--- Exercise data Enclosed Below ---
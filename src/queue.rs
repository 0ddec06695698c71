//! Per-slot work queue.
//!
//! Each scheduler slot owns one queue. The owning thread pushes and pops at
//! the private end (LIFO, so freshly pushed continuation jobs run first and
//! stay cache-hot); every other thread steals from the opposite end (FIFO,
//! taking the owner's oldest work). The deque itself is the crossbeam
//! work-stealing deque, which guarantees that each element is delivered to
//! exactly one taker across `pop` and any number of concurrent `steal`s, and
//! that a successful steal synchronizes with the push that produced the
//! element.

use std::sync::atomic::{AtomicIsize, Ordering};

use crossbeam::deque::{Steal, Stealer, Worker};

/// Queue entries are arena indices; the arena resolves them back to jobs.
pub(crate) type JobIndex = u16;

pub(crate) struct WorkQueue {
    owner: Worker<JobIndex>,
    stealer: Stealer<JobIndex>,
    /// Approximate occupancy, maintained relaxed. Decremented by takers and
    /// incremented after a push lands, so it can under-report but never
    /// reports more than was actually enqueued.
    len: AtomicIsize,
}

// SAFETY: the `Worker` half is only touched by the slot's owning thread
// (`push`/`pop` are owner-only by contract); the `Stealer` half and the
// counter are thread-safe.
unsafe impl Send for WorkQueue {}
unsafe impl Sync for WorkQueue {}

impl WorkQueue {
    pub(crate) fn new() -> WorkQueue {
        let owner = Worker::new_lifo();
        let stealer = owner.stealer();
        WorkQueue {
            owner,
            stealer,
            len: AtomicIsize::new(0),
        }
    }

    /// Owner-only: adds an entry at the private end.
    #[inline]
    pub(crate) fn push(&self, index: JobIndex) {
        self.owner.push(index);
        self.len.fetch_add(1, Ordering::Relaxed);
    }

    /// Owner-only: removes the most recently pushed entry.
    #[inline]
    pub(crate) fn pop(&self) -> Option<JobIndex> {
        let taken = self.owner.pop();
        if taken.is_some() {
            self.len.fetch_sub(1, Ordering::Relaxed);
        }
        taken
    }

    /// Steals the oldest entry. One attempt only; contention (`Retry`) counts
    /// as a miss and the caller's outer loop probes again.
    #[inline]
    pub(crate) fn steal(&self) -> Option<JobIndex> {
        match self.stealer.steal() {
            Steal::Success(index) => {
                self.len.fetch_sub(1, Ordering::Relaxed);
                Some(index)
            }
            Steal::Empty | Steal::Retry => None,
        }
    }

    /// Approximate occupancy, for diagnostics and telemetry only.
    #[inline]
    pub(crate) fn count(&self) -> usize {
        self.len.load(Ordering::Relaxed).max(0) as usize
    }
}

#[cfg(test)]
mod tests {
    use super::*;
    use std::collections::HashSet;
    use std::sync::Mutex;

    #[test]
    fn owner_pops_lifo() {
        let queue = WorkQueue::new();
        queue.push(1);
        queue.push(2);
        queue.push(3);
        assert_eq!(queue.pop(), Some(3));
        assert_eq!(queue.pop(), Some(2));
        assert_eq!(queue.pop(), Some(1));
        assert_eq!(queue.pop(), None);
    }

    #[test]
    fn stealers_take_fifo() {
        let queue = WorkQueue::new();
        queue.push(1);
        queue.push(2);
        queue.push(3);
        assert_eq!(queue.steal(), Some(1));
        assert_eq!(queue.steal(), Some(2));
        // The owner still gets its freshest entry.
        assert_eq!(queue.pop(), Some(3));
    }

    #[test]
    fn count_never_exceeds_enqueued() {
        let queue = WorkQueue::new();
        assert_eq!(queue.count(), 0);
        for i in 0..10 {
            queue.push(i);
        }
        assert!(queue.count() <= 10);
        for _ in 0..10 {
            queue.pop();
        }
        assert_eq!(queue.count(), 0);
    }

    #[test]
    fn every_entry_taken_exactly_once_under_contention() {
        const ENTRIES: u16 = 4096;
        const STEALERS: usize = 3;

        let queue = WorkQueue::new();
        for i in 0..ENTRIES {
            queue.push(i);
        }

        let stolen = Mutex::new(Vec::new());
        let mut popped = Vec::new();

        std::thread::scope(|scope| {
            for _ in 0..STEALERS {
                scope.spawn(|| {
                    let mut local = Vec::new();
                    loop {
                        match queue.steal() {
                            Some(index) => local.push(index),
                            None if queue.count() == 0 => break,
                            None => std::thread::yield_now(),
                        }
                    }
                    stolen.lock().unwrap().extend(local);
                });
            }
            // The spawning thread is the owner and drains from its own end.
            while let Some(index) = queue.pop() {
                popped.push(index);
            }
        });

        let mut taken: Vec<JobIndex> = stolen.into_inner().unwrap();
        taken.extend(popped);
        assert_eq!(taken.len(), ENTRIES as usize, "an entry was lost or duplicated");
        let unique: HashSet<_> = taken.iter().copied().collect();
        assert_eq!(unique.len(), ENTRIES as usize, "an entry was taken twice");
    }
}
--- End of Enclosed Exercise data ---
--- Exercise data Enclosed Below ---
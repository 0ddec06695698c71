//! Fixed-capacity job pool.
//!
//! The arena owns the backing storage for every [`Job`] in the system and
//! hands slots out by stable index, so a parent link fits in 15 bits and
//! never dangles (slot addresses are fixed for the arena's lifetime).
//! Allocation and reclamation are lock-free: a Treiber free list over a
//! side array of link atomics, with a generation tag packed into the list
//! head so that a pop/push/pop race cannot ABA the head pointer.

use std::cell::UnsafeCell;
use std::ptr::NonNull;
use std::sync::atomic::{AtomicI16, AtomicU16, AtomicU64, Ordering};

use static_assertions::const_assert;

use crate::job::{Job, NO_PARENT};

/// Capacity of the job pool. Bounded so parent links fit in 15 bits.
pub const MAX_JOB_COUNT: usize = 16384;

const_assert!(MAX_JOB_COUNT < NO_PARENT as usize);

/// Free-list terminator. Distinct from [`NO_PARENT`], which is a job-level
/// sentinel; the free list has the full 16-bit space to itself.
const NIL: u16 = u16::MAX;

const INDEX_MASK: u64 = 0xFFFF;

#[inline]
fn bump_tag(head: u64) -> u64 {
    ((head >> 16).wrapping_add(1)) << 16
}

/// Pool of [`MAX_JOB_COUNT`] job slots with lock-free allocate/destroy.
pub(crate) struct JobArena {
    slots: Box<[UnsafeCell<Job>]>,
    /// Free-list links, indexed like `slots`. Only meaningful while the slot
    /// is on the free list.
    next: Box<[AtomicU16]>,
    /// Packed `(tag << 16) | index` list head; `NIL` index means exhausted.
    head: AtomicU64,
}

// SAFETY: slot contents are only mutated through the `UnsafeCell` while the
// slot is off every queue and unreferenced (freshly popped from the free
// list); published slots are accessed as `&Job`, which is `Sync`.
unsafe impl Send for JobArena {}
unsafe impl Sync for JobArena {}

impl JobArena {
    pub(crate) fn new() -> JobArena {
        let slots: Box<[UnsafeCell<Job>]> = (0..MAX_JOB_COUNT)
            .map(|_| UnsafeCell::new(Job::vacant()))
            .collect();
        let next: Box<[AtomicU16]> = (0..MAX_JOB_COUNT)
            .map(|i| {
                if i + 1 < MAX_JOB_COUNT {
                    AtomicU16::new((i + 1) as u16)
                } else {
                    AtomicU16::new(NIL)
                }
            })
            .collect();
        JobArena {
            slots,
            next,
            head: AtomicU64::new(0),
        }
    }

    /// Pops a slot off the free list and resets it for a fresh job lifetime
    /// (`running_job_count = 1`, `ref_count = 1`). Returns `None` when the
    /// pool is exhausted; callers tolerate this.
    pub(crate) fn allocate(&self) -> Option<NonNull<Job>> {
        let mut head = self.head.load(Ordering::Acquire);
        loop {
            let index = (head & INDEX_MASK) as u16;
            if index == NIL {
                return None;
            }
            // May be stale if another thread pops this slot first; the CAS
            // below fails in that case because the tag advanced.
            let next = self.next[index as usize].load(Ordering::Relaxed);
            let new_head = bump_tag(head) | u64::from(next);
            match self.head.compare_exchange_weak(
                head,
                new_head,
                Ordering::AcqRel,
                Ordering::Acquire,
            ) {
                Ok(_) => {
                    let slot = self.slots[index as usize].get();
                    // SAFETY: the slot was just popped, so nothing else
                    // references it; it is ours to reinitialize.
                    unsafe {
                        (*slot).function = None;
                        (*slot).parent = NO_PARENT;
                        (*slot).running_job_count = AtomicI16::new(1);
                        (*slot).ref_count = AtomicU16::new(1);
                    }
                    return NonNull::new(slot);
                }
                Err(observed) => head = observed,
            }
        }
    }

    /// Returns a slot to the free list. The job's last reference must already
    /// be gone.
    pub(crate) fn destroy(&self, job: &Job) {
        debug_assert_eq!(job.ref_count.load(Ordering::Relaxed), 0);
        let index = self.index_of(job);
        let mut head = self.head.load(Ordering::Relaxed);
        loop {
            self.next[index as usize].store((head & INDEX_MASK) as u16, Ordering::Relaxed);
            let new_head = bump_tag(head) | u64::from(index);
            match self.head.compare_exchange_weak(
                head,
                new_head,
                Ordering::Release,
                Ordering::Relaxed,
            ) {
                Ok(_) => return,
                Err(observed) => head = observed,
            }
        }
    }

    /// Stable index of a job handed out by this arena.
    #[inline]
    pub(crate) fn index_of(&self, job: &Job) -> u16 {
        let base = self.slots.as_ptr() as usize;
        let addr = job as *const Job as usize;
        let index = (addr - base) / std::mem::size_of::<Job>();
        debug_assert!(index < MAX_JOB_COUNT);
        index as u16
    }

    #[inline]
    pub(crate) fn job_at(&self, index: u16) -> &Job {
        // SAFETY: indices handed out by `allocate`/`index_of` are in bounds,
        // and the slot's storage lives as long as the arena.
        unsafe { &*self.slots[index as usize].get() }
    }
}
--- End of Enclosed Exercise data ---
Problem to work on
Within the entries above, work out the number of lines that include the string "unique" and give only that.

Written response
2